The Passion According to Mel

[1] The latest film by Australian film-maker and actor Mel Gibson, The Passion of the Christ, has kept people busy both at the box office and at the computer. Biblical scholars scramble to assess the scriptural authenticity of the dialogue. Theologians of all stripes sift scenes for implicit theories of atonement. Jewish leaders register appropriate outrage at the film’s portrayal of the Temple hierarchy. And movie reviewers have had a field day critiquing film, audience, and other critics. A violent movie invited violent responses from all sides of any ideological spectrum. My modest contribution hopes to create an oasis of calm amidst the mudslinging.

[2] Title to the contrary, the film may not be primarily about Jesus. The film says as much about Mel Gibson and his piety as it says about Jesus. But this seems an occupational hazard for someone who is fully human and fully divine. Jesus offers a window through which mere creatures look into the heart of their Creator. At the same time, he also holds a mirror up to us, forcing us to look at the human condition in close-up. It’s important not to confuse the two views. I’d like to focus on the latter view of the human condition, asking what a violent film and its violent reception say about our time, our tastes, and our task.

Our times….
[3] Some critics seem shocked that Gibson would tackle the crucifixion, as if it were an event better left unprobed, the stuff of the laconic language of creeds. They should attend to the history of film-making. Every decade in recent memory has produced its own Jesus, and the resulting productions leave a fascinating record of attempts to make the Son of God in our own image. Pier Paolo Pasolini’s “The Gospel According to St. Matthew” (1964) liberated Jesus from captivity to the ecclesiastical establishment and presented him as an outcast Italian peasant. The movie highlighted the teachings of Jesus, counter-cultural in every time. If you knew Matthew’s Sermon on the Mount, the film was a great way to practice your Italian. Andrew Lloyd Weber walzed in with “Jesus Christ Superstar” (1973) in the Seventies, and Weber’s lyrical score conspired with New Age sensibilities to smooth the rough edges away from both Jesus and his message. Martin Scorcese’s film of Nikos Katzanzakis’ “The Last Temptation of Christ” boldly introduced a Jesus who worked miracles, a direct assault on scientific attempts to explain away the mysteries. Supernatural healing comes easy to this Jesus, but teaching is harder.

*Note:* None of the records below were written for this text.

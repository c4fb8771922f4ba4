// gait-cli/src/commands/gate.rs
// ============================================================================
// Module: Gate Command Group
// Description: `gait gate eval`.
// Purpose: Evaluate one intent against one policy document, exactly as
// `gait_policy::evaluate` computes it, with no broker or approved-script
// registry wired in (the CLI evaluates offline; a broker/registry-backed
// evaluation only happens through `gait-service`).
// Dependencies: gait-policy, gait-schema, clap
// ============================================================================

use std::path::PathBuf;

use clap::Args;
use clap::Subcommand;
use gait_core::Timestamp;
use gait_policy::GateInputs;
use gait_schema::IntentRequest;
use gait_schema::Policy;
use gait_schema::tokens::ApprovalToken;
use gait_schema::tokens::DelegationToken;
use serde::Serialize;

use crate::CliResult;
use crate::context::CliContext;
use crate::output;
use crate::output::print_json;

/// `gait gate` subcommands.
#[derive(Subcommand, Debug)]
pub enum GateCommand {
    /// Evaluates an intent against a policy document.
    Eval(EvalArgs),
}

/// Arguments to `gate eval`.
#[derive(Args, Debug)]
pub struct EvalArgs {
    /// Path to the intent JSON document.
    #[arg(long)]
    intent: PathBuf,
    /// Path to the policy YAML document.
    #[arg(long)]
    policy: PathBuf,
    /// Path to a JSON array of approval tokens presented with the intent.
    #[arg(long)]
    approvals: Option<PathBuf>,
    /// Path to a JSON array of delegation tokens presented with the intent.
    #[arg(long)]
    delegations: Option<PathBuf>,
    /// Sign the resulting trace record with the resolved signing key.
    #[arg(long)]
    sign: bool,
    /// Key file to load the signing key from, when `--sign` is set.
    #[arg(long)]
    key_file: Option<PathBuf>,
}

#[derive(Serialize)]
struct EvalOutput {
    verdict: gait_schema::Verdict,
    exit_code: u8,
    reason_codes: Vec<String>,
    violations: Vec<String>,
    matched_rule: Option<String>,
    trace: gait_schema::TraceRecord,
}

/// Dispatches a `gate` subcommand.
///
/// # Errors
///
/// Propagates whatever error the selected subcommand's body returns.
pub fn dispatch(ctx: &CliContext, command: GateCommand) -> CliResult<std::process::ExitCode> {
    match command {
        GateCommand::Eval(args) => command_eval(ctx, &args),
    }
}

fn command_eval(ctx: &CliContext, args: &EvalArgs) -> CliResult<std::process::ExitCode> {
    let intent = IntentRequest::parse(&output::read_file(&args.intent)?)?;
    let policy = Policy::parse_yaml(&output::read_file(&args.policy)?)?;
    let approval_tokens: Vec<ApprovalToken> = match &args.approvals {
        Some(path) => serde_json::from_slice(&output::read_file(path)?).map_err(|err| crate::CliError::Usage(err.to_string()))?,
        None => Vec::new(),
    };
    let delegation_tokens: Vec<DelegationToken> = match &args.delegations {
        Some(path) => serde_json::from_slice(&output::read_file(path)?).map_err(|err| crate::CliError::Usage(err.to_string()))?,
        None => Vec::new(),
    };
    let signing_key = if args.sign { Some(ctx.resolve_key(args.key_file.as_deref(), None)?) } else { None };

    let now = Timestamp::now();
    let inputs = GateInputs {
        intent: &intent,
        policy: &policy,
        approval_tokens: &approval_tokens,
        delegation_tokens: &delegation_tokens,
        broker: None,
        broker_required_by_profile: false,
        approved_scripts: None,
        signing_key: signing_key.as_ref(),
        now,
        decision_latency_ms: 0,
        trace_id: format!("trace_cli_{}", now.as_unix_millis()),
    };
    let (result, trace) = gait_policy::evaluate(&inputs)?;
    let exit_code = result.exit_code();

    print_json(&EvalOutput {
        verdict: result.verdict,
        exit_code,
        reason_codes: result.reason_codes,
        violations: result.violations,
        matched_rule: result.matched_rule,
        trace,
    })?;
    Ok(std::process::ExitCode::from(exit_code))
}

Played to perfection by Willem Dafoe, Scorcese’s Jesus stumbles through the Sermon on the Mount, as if he is struggling to remember his lines. As events grind toward Jerusalem, this Jesus wants to climb out of his script, and he dies longing for a life of wife and children, marriage and family he was never destined to have. Canadian film-maker Denys Arcand’s “Jesus of Montreal” (1990) zooms in on a Montreal theater troupe beginning rehearsal for the annual passion play. The play begins to leak into the lives of the players, and both Jesus and the actor in his role suffer persecution for tackling the status quo.

[4] Now, as we watch Gibson’s The Passion of the Christ it’s worth remembering that every decade has its Jesus. These efforts record the signs of the times even more than they recount the story of the Son of God. They speak to our own deepest longings, whether for a teacher of timeless truths (Pasolini), or a New Age guru (Weber), or a return of mystery to a world weary of scientific reasoning (Scorcese), or a counter-cultural witness in a culture of consumerist consumption (Arcand). The question then becomes: What deep human longing does “The Passion According to Mel” address?

[5] I am sympathetic to the fear that The Passion reveals a residue of cultural anti-Semitism, and I am appalled by the church in Denver that advertized its Ash Wednesday services with a sign that said “the Jews killed Jesus.” Yet I found that the movie did not so easily locate blame. The Romans get high marks for brutality. Throughout the film they sadistically indulge in scourging, flogging, and gratuitous violence. In greater and lesser degrees, the disciples Judas and Peter waver in their loyalty to their master. Even Jesus’ mother hesitates. Torn between her desire to be with her son and revulsion at what she sees, she cannot bring herself to approach Jesus as he staggers through the streets of Jerusalem under the weight of his cross. Memory must prompt her, and only when she recalls a much younger Jesus falling in the midst of childhood play is she shaken into solidarity. In some of the advance literature for the movie, Gibson says that he held the nail driven into Jesus’ hand and that he made Judas’ dying cry. Like the androgynous figure of Satan threading through the jeering crowd, blame for the crucifixion touches everyone-including those in the audience.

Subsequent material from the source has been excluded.